Stored data entries

• • • • • • •

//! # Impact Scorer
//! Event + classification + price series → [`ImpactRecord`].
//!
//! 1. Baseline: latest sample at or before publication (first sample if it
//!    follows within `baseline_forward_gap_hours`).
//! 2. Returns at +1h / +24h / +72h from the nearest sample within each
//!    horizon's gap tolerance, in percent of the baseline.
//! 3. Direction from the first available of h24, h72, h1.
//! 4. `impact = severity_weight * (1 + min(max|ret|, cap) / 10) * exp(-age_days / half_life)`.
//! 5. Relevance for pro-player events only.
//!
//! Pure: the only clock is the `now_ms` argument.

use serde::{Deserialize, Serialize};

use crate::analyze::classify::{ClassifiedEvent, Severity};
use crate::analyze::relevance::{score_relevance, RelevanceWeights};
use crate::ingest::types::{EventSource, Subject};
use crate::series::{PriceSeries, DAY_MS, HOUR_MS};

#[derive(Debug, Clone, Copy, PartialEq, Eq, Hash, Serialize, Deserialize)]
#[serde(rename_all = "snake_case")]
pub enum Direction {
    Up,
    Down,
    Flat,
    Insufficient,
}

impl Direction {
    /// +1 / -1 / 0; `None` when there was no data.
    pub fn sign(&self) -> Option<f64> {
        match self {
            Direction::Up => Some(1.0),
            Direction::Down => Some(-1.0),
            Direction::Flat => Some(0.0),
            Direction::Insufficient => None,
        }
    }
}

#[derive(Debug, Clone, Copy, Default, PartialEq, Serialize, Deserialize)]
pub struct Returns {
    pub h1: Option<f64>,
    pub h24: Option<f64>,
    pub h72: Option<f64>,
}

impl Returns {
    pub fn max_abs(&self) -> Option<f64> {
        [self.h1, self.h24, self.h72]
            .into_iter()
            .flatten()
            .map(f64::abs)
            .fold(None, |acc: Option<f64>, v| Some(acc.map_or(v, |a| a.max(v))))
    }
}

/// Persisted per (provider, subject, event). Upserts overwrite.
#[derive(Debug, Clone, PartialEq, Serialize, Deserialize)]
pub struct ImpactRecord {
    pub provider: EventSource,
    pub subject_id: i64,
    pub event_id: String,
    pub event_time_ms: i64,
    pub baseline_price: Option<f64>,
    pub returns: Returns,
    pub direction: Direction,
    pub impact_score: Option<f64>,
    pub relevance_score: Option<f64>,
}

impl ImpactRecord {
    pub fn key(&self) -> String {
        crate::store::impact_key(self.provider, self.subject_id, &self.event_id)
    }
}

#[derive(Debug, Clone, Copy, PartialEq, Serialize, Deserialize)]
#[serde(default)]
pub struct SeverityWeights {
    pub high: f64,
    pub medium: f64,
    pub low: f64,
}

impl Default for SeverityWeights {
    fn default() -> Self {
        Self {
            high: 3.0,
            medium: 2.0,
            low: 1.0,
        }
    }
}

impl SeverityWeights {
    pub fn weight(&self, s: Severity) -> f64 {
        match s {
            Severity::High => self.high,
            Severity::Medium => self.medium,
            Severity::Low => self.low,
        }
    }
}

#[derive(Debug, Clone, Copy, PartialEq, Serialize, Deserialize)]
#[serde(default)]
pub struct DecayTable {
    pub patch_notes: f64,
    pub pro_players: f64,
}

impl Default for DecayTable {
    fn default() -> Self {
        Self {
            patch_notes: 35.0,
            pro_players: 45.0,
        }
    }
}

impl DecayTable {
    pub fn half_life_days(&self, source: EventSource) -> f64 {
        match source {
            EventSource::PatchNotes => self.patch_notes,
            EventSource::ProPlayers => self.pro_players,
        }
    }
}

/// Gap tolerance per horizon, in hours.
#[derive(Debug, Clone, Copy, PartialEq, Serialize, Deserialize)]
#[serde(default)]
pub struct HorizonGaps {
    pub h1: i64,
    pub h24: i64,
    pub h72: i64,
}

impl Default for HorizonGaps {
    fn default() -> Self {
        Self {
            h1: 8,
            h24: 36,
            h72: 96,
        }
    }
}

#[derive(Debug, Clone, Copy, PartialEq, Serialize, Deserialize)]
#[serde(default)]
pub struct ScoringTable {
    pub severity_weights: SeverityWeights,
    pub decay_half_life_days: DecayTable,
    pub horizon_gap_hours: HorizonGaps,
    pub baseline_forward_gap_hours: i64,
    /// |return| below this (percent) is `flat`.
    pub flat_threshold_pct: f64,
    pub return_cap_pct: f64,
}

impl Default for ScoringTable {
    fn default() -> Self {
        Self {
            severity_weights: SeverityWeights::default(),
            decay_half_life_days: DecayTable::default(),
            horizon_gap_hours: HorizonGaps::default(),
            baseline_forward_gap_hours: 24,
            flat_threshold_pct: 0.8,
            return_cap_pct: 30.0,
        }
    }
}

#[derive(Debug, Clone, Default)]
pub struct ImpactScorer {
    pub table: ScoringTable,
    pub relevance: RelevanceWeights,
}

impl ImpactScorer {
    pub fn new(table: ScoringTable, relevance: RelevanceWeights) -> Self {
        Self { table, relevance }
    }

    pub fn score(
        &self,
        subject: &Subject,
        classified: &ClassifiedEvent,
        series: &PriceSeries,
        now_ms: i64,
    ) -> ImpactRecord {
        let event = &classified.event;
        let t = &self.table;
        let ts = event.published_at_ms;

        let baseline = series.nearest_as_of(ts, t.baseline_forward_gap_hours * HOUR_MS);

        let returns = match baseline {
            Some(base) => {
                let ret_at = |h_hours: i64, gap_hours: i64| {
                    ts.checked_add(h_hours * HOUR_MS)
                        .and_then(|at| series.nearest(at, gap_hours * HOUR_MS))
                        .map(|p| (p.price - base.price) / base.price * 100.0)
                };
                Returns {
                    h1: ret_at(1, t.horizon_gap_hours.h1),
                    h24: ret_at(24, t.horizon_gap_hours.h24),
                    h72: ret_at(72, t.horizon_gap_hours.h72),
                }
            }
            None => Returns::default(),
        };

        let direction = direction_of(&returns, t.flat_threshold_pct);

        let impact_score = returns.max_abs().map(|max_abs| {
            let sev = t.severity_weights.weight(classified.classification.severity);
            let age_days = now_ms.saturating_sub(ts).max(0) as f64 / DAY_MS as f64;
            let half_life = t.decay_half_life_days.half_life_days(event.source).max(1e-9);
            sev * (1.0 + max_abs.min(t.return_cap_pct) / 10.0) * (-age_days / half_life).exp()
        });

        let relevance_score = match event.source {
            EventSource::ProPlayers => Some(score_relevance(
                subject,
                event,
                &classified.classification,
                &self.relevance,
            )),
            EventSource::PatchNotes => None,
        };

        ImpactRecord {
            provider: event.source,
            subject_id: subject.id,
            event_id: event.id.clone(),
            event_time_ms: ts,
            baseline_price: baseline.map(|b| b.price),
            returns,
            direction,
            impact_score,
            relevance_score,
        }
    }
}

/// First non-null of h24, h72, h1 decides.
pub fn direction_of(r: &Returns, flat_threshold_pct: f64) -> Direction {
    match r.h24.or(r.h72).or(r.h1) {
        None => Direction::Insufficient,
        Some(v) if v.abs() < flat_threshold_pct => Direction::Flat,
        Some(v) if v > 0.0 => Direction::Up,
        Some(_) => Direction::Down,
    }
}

• • • • • • •

» Task objective: Starting at the line that contains "h72, h1 decides.", retype every line through the end of the records exactly, and nothing else.

» Output of the task:
/// First non-null of h24, h72, h1 decides.
pub fn direction_of(r: &Returns, flat_threshold_pct: f64) -> Direction {
    match r.h24.or(r.h72).or(r.h1) {
        None => Direction::Insufficient,
        Some(v) if v.abs() < flat_threshold_pct => Direction::Flat,
        Some(v) if v > 0.0 => Direction::Up,
        Some(_) => Direction::Down,
    }
}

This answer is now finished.